> [What to produce]: Whenever a line in the entries below includes the string "missing", count that line. Report the total alone.

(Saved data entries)
------------------------------------------------------------------------
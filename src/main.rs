//! Command line front end for the grid engine.

use anyhow::{Context, Result};
use clap::{value_parser, Arg, ArgAction, ArgMatches, Command};
use flexi_logger::Logger;
use geojson::FeatureCollection;
use log::info;
use std::fs;
use std::path::{Path, PathBuf};
use tasking_grid::{
    generate_grid, multi_polygon_to_feature_collection, parse_feature_collection, GridConfig,
    GridService,
};

fn aoi_arg() -> Arg {
    Arg::new("aoi")
        .required(true)
        .value_parser(value_parser!(PathBuf))
        .help("GeoJSON FeatureCollection with the area of interest")
}

fn clip_arg() -> Arg {
    Arg::new("clip")
        .long("clip")
        .action(ArgAction::SetTrue)
        .help("Clip partially covered tiles to the AOI")
}

fn cli() -> Command {
    Command::new("Tasking Grid")
        .version("1.0")
        .about("Builds mapping-project task grids from an area of interest")
        .subcommand_required(true)
        .arg(
            Arg::new("srid")
                .long("srid")
                .global(true)
                .value_parser(value_parser!(u32))
                .default_value("4326")
                .help("SRID the input collections must use"),
        )
        .arg(
            Arg::new("output")
                .short('o')
                .long("output")
                .global(true)
                .value_parser(value_parser!(PathBuf))
                .help("Write the result here instead of stdout"),
        )
        .subcommand(
            Command::new("merge")
                .about("Merge an AOI into a single MultiPolygon")
                .arg(aoi_arg())
                .arg(
                    Arg::new("dissolve")
                        .long("dissolve")
                        .action(ArgAction::SetTrue)
                        .help("Union the polygons, removing shared boundaries"),
                ),
        )
        .subcommand(
            Command::new("trim")
                .about("Keep the tiles of a grid that overlap the AOI")
                .arg(
                    Arg::new("grid")
                        .required(true)
                        .value_parser(value_parser!(PathBuf))
                        .help("GeoJSON FeatureCollection of tiles with x/y/zoom properties"),
                )
                .arg(aoi_arg())
                .arg(clip_arg()),
        )
        .subcommand(
            Command::new("tasks")
                .about("Turn each AOI feature into an arbitrary task")
                .arg(aoi_arg()),
        )
        .subcommand(
            Command::new("grid")
                .about("Generate a tile grid over the AOI and trim it")
                .arg(aoi_arg())
                .arg(
                    Arg::new("zoom")
                        .short('z')
                        .long("zoom")
                        .required(true)
                        .value_parser(value_parser!(u8))
                        .help("Tile zoom level"),
                )
                .arg(clip_arg()),
        )
}

fn read_collection(matches: &ArgMatches, id: &str) -> Result<FeatureCollection> {
    let path = matches.get_one::<PathBuf>(id).context("missing input path")?;
    let text = fs::read_to_string(path)
        .with_context(|| format!("Failed to read {}", path.display()))?;
    parse_feature_collection(&text).with_context(|| format!("Failed to parse {}", path.display()))
}

fn write_collection(fc: &FeatureCollection, output: Option<&Path>) -> Result<()> {
    let json = serde_json::to_string_pretty(fc)?;
    match output {
        Some(path) => {
            fs::write(path, json).with_context(|| format!("Failed to write {}", path.display()))?;
            info!("Output written to: {}", path.display());
        },
        None => println!("{}", json),
    }
    Ok(())
}

fn main() -> Result<()> {
    let _logger = Logger::try_with_env_or_str("info")?.start()?;
    let matches = cli().get_matches();

    let srid = matches.get_one::<u32>("srid").copied().unwrap_or(tasking_grid::DEFAULT_SRID);
    let output = matches.get_one::<PathBuf>("output").map(PathBuf::as_path);
    let service = GridService::new(GridConfig { srid });

    let result = match matches.subcommand() {
        Some(("merge", sub)) => {
            let aoi = read_collection(sub, "aoi")?;
            let merged = service.merge_to_multi_polygon(&aoi, sub.get_flag("dissolve"))?;
            multi_polygon_to_feature_collection(&merged)
        },
        Some(("trim", sub)) => {
            let grid = read_collection(sub, "grid")?;
            let aoi = read_collection(sub, "aoi")?;
            service.trim_grid_to_aoi(&grid, &aoi, sub.get_flag("clip"))?
        },
        Some(("tasks", sub)) => {
            let aoi = read_collection(sub, "aoi")?;
            service.tasks_from_aoi_features(&aoi)?
        },
        Some(("grid", sub)) => {
            let aoi = read_collection(sub, "aoi")?;
            let zoom = sub.get_one::<u8>("zoom").copied().context("missing zoom")?;
            let merged = service.merge_to_multi_polygon(&aoi, true)?;
            let grid = generate_grid(&merged, zoom)?;
            service.trim_grid_to_aoi(&grid, &aoi, sub.get_flag("clip"))?
        },
        _ => unreachable!("a subcommand is required"),
    };

    write_collection(&result, output)
}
------------------------------------------------------------------------
> [Solution to this problem]: 2